==== INPUT MATERIAL

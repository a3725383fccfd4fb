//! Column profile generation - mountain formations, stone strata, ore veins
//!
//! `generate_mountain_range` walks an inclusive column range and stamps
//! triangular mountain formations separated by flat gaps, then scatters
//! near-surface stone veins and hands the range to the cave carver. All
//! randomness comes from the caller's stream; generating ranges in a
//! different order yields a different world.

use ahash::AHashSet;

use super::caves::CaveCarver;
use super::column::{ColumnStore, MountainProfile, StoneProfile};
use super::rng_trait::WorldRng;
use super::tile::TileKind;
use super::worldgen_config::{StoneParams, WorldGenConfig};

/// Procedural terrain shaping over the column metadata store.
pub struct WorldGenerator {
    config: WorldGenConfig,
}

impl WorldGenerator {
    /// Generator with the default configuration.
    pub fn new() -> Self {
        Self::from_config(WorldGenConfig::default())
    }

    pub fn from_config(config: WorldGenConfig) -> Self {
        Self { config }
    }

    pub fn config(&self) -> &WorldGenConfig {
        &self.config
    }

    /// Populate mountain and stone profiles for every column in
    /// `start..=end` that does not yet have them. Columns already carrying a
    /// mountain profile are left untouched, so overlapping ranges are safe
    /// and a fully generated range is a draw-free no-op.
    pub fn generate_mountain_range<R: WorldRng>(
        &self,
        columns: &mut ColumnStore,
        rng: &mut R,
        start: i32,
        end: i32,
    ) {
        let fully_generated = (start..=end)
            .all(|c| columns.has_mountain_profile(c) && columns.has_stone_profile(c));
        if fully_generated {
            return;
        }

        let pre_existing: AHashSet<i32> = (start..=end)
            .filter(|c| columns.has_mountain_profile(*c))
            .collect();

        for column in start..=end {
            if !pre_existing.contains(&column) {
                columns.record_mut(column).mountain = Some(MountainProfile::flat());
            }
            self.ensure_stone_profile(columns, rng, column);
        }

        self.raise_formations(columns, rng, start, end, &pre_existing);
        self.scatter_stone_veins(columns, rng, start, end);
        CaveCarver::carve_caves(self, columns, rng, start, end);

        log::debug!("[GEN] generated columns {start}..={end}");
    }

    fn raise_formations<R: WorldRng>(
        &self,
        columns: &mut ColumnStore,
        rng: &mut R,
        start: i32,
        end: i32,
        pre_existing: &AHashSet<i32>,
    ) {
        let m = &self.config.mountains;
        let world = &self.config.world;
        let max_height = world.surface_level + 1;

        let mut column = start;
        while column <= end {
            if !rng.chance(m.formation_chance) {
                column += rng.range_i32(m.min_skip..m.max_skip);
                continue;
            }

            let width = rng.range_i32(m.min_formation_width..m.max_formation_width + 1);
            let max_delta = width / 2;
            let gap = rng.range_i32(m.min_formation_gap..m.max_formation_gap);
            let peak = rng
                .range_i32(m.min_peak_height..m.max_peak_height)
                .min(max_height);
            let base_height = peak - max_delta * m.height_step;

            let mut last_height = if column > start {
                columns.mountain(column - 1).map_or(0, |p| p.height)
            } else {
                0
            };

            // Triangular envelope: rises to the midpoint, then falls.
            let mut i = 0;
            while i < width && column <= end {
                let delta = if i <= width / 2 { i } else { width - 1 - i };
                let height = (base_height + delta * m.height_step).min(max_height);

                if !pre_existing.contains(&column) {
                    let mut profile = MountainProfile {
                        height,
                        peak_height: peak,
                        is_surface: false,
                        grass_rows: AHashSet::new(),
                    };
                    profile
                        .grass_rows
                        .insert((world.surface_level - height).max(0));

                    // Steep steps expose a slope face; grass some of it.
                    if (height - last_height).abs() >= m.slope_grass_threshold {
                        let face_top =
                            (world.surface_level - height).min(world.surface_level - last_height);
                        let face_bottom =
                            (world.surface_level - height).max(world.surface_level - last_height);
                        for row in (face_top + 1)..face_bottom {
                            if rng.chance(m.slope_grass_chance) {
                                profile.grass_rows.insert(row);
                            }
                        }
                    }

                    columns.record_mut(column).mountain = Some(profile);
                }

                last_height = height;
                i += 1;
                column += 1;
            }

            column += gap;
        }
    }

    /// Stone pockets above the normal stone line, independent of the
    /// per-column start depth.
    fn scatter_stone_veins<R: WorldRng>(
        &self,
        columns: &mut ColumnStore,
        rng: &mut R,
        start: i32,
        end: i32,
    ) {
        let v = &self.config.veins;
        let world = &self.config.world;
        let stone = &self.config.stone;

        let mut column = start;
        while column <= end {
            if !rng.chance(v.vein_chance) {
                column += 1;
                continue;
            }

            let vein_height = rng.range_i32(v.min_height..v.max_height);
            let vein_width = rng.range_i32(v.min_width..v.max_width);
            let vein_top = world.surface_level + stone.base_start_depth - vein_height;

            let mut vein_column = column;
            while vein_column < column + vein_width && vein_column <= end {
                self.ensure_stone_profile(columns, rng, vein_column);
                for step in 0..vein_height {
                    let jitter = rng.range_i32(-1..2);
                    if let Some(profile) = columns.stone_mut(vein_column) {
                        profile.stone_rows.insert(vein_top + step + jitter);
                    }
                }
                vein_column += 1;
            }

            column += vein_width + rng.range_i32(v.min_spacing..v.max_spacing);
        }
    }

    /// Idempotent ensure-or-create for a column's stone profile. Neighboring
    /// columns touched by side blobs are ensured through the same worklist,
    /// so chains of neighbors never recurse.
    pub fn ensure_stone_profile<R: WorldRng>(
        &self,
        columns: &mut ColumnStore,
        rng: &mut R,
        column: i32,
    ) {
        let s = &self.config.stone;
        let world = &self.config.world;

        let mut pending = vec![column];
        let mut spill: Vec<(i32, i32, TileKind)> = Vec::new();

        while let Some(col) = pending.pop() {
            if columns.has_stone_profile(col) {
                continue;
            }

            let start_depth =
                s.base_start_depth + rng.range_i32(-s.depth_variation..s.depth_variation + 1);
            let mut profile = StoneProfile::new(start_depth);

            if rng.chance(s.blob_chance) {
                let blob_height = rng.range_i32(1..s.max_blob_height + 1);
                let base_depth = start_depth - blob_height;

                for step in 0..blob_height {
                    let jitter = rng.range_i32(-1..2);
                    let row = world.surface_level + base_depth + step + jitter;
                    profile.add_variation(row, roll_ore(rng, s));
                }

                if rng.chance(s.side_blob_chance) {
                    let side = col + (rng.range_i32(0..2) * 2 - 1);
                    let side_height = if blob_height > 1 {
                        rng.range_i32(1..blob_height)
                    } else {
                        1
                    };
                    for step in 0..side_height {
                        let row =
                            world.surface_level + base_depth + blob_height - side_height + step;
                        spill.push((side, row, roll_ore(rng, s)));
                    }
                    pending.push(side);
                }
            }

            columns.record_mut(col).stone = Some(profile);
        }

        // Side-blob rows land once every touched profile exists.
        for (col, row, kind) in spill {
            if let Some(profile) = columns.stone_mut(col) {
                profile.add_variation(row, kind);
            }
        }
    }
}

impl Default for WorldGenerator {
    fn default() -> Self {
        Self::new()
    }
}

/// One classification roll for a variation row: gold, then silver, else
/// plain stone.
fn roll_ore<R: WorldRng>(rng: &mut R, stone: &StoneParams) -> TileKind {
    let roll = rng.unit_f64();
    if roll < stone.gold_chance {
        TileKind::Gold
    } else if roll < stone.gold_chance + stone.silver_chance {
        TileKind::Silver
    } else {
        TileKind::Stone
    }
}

========

* WHAT IS EXPECTED
Out of the records above, pick each line that contains the string "WorldRng".

* OUTPUT
use super::rng_trait::WorldRng;
    pub fn generate_mountain_range<R: WorldRng>(
    fn raise_formations<R: WorldRng>(
    fn scatter_stone_veins<R: WorldRng>(
    pub fn ensure_stone_profile<R: WorldRng>(
fn roll_ore<R: WorldRng>(rng: &mut R, stone: &StoneParams) -> TileKind {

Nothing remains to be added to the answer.